Незаметно сон все-таки пришел. Но спал я по всей видимости недолго.

Когда я проснулся, солнце уже взошло; над рекой еще лежал туман. Луг курился от испарины, как материн блин, когда она его снимает со сковороды.

Ронжина в машине не было.

Я вышел на луг, потянулся так, что хрястнули кости и, решив искупаться, пошел к реке. Навстречу мне из-под обрыва поднимался Василий Кузьмич: босой, рукава клетчатой ковбойки подвернуты выше локтя.

— Доброе утро!

— A-а, проснулись? Нельзя спать, когда вокруг такая красотища! — проговорил вместо приветствия Ронжин.

— Да, утро хорошее, — согласился я.

— Вы, может, привыкли, — сказал Василий Кузьмич, — не замечаете красоты. А я, после того что случилось со мной, как бы заново родился. И заново узнаю все: и утро, и росу, и соловьиное пение… Помню, когда вы меня отвели на квартиру к Анисье Ивановне… утром проснулся я, вышел на крыльцо… Солнышко. Петухи поют. Капель с крыши… Стою — двинуться не могу: сперло дыхание от радости! От полноты жизни. Подумал я тогда: «Эх, Васька, Кузьмов ты сын! Сколько же ты потерял вот таких рассветов! Не увидел их, не любовался ими… А все из-за того, что нравилось сидеть в кабинетах»… Ведь я начинал агрономом… и видел все это, и радовался…

Я заметил Василию Кузьмичу, что он уж слишком разошелся насчет «кабинетов»… Выходит, что всем служащим непонятна и недоступна красота природы.

— Отчего же недоступна! — не согласился со мной Ронжин. — Можно, наверное, и сидя в кабинете оставаться человеком. Но это когда работа — так работа! А то: какая у меня была работа? Ждать команды товарища Парамонова… выполнять то, что он прикажет…
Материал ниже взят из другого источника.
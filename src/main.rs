//! Kiosk front page: a looping drag carousel of tiles above a set of panels.
//! Wires the catalog, hooks and view components together.

use kiosk_carousel::{logging, Catalog, CarouselConfig};
use log::warn;
use yew::prelude::*;

mod components;
mod hooks;

use components::{render_strip, Indicators, NavButtons, PanelView};
use hooks::{use_carousel, use_panel_switcher, use_tap_pulse};

const ITEMS_CSV: &str = include_str!("items.csv");
const PANELS_CSV: &str = include_str!("panels.csv");
const FALLBACK_HOME: &str = "home";

/// Lock page scrolling for the kiosk; the carousel handles its own panning.
fn lock_page_scroll() {
    if let Err(e) = gloo_utils::body().set_attribute("data-scroll-lock", "") {
        warn!("Could not lock page scroll: {:?}", e);
    }
}

#[function_component(App)]
fn app() -> Html {
    let catalog = use_memo((), |_| {
        Catalog::from_csv(ITEMS_CSV, PANELS_CSV).unwrap_or_else(|e| {
            warn!("Catalog unavailable, showing an empty kiosk: {}", e);
            Catalog::default()
        })
    });
    let config = CarouselConfig::default();

    // Home falls back to a fixed id when the panel list is empty

    let home = catalog.home().unwrap_or(FALLBACK_HOME).to_string();
    let switcher = use_panel_switcher(catalog.panel_ids(), home);
    let carousel = use_carousel(config.clone(), catalog.items.len());
    let pulse = use_tap_pulse(switcher.show.clone());

    use_effect_with((), |_| lock_page_scroll());

    // Taps on a tile open its panel; the end of a drag lands here too and
    // is ignored.
    let on_activate = {
        let carousel = carousel.clone();
        let catalog = catalog.clone();
        let activate = pulse.activate.clone();
        Callback::from(move |slot: usize| {
            if !carousel.allows_activation() || catalog.items.is_empty() {
                return;
            }
            let item = &catalog.items[slot % catalog.items.len()];
            activate.emit((slot, item.target.clone()));
        })
    };

    let on_home = {
        let show = switcher.show.clone();
        let home = switcher.home.clone();
        Callback::from(move |_: MouseEvent| show.emit(home.clone()))
    };

    html! {
        <div class="kiosk">
            <main class="panels">
                { catalog.panels.iter().map(|panel| {
                    html! {
                        <PanelView
                            key={panel.id.clone()}
                            panel={panel.clone()}
                            active={switcher.active.as_deref() == Some(panel.id.as_str())}
                            is_home={panel.id == switcher.home}
                            onhome={on_home.clone()}
                        />
                    }
                }).collect::<Html>() }
            </main>

            <div class="carousel">
                <div class="carousel-viewport"
                    onpointerdown={carousel.on_pointer_down.clone()}
                    onpointermove={carousel.on_pointer_move.clone()}
                    onpointerup={carousel.on_pointer_up.clone()}
                    onpointercancel={carousel.on_pointer_up.clone()}
                    onpointerenter={carousel.on_pointer_enter.clone()}
                    onpointerleave={carousel.on_pointer_leave.clone()}
                >
                    { render_strip(&catalog.items, &config, carousel.frame, pulse.pulsing, &on_activate) }
                </div>
                <NavButtons onnavigate={carousel.navigate.clone()} />
                <Indicators
                    count={catalog.items.len()}
                    active={carousel.current_index}
                    onselect={carousel.navigate_to.clone()}
                />
            </div>
        </div>
    }
}

/// Entry point: installs logging and renders the kiosk.
fn main() {
    console_error_panic_hook::set_once();
    logging::init();
    yew::Renderer::<App>::new().render();
}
Мы помолчали, наблюдая за тем, как с реки, клубясь, поднимался туман.

— А Полунин все спит? — спросил Ронжин.

— Похрапывает.

— Пойду будить его. Надо снимать переметы и донки да ехать. Самое время просо сеять.

Василий Кузьмич пошел к палатке, а я — к Дону, купаться… Я был еще в воде — вижу: Полунин идет с ведерком — снимать закидушки и подпуска. Пришлось помочь ему. Донки мы выбрали быстро. С двух сняли окуней — так себе, небольших, а на третьей оказалась щучка — ничего, приличная. Ну и поводила же она нас…

Подпуска стояли ниже омута. И Володяке пришлось лезть на помощь мне, в воду. На переметах мы сняли хорошую добычу. Не было ни одного пустого крючка: на каждом что-либо да сидело. Целое ведерко набралось: и голавлики хорошие, и плотвицы.

Мы возвращались к лагерю — довольные, возбужденные. Ронжин уже успел разложить костер. Над лугом стелился дым. Приятно попахивало сухими ветками ольховника.